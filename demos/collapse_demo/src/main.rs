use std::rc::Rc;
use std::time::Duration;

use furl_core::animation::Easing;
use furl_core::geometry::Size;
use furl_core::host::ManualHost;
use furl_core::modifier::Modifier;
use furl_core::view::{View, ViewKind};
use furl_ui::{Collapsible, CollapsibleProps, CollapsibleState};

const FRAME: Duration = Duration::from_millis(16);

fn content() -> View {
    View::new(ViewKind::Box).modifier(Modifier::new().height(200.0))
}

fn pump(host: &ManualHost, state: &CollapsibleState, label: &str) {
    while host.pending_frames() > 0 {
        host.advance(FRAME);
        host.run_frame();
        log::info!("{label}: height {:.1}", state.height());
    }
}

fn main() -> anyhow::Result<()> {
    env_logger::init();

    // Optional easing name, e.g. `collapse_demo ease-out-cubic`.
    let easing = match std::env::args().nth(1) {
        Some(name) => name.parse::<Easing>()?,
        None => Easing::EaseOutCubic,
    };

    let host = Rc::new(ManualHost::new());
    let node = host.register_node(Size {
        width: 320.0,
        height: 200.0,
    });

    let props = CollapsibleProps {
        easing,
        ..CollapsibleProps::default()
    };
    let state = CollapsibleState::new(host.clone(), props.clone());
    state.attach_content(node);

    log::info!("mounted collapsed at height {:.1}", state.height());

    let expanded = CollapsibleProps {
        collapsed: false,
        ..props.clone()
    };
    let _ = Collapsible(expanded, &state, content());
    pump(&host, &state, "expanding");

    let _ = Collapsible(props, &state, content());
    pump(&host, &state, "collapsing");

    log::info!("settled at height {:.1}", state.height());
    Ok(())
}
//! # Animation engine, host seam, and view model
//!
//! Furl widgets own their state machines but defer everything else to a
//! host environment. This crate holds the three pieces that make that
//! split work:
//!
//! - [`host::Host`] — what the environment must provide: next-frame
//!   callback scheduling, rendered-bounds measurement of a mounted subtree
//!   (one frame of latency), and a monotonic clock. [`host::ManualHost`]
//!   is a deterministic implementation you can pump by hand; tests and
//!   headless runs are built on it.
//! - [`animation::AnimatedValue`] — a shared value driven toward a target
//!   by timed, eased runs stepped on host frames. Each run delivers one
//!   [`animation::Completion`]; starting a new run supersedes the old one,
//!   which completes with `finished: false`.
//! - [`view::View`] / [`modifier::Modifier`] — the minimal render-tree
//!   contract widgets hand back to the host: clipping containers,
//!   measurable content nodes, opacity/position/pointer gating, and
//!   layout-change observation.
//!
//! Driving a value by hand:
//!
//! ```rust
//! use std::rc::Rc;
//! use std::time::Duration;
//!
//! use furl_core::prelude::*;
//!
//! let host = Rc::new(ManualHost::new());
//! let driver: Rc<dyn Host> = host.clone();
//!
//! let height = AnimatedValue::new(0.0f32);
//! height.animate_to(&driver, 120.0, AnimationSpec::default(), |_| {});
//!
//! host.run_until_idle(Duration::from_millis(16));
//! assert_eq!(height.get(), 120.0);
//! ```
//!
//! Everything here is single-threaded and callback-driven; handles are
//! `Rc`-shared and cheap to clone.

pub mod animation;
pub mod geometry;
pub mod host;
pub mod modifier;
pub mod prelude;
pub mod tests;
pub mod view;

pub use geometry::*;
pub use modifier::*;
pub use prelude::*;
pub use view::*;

What to work on ::
Everything from the line with "the minimal render-tree" to the end of the listing above is to be set down exactly, both ends included.

Response area ::
//! - [`view::View`] / [`modifier::Modifier`] — the minimal render-tree
//!   contract widgets hand back to the host: clipping containers,
//!   measurable content nodes, opacity/position/pointer gating, and
//!   layout-change observation.
//!
//! Driving a value by hand:
//!
//! ```rust
//! use std::rc::Rc;
//! use std::time::Duration;
//!
//! use furl_core::prelude::*;
//!
//! let host = Rc::new(ManualHost::new());
//! let driver: Rc<dyn Host> = host.clone();
//!
//! let height = AnimatedValue::new(0.0f32);
//! height.animate_to(&driver, 120.0, AnimationSpec::default(), |_| {});
//!
//! host.run_until_idle(Duration::from_millis(16));
//! assert_eq!(height.get(), 120.0);
//! ```
//!
//! Everything here is single-threaded and callback-driven; handles are
//! `Rc`-shared and cheap to clone.

pub mod animation;
pub mod geometry;
pub mod host;
pub mod modifier;
pub mod prelude;
pub mod tests;
pub mod view;

pub use geometry::*;
pub use modifier::*;
pub use prelude::*;
pub use view::*;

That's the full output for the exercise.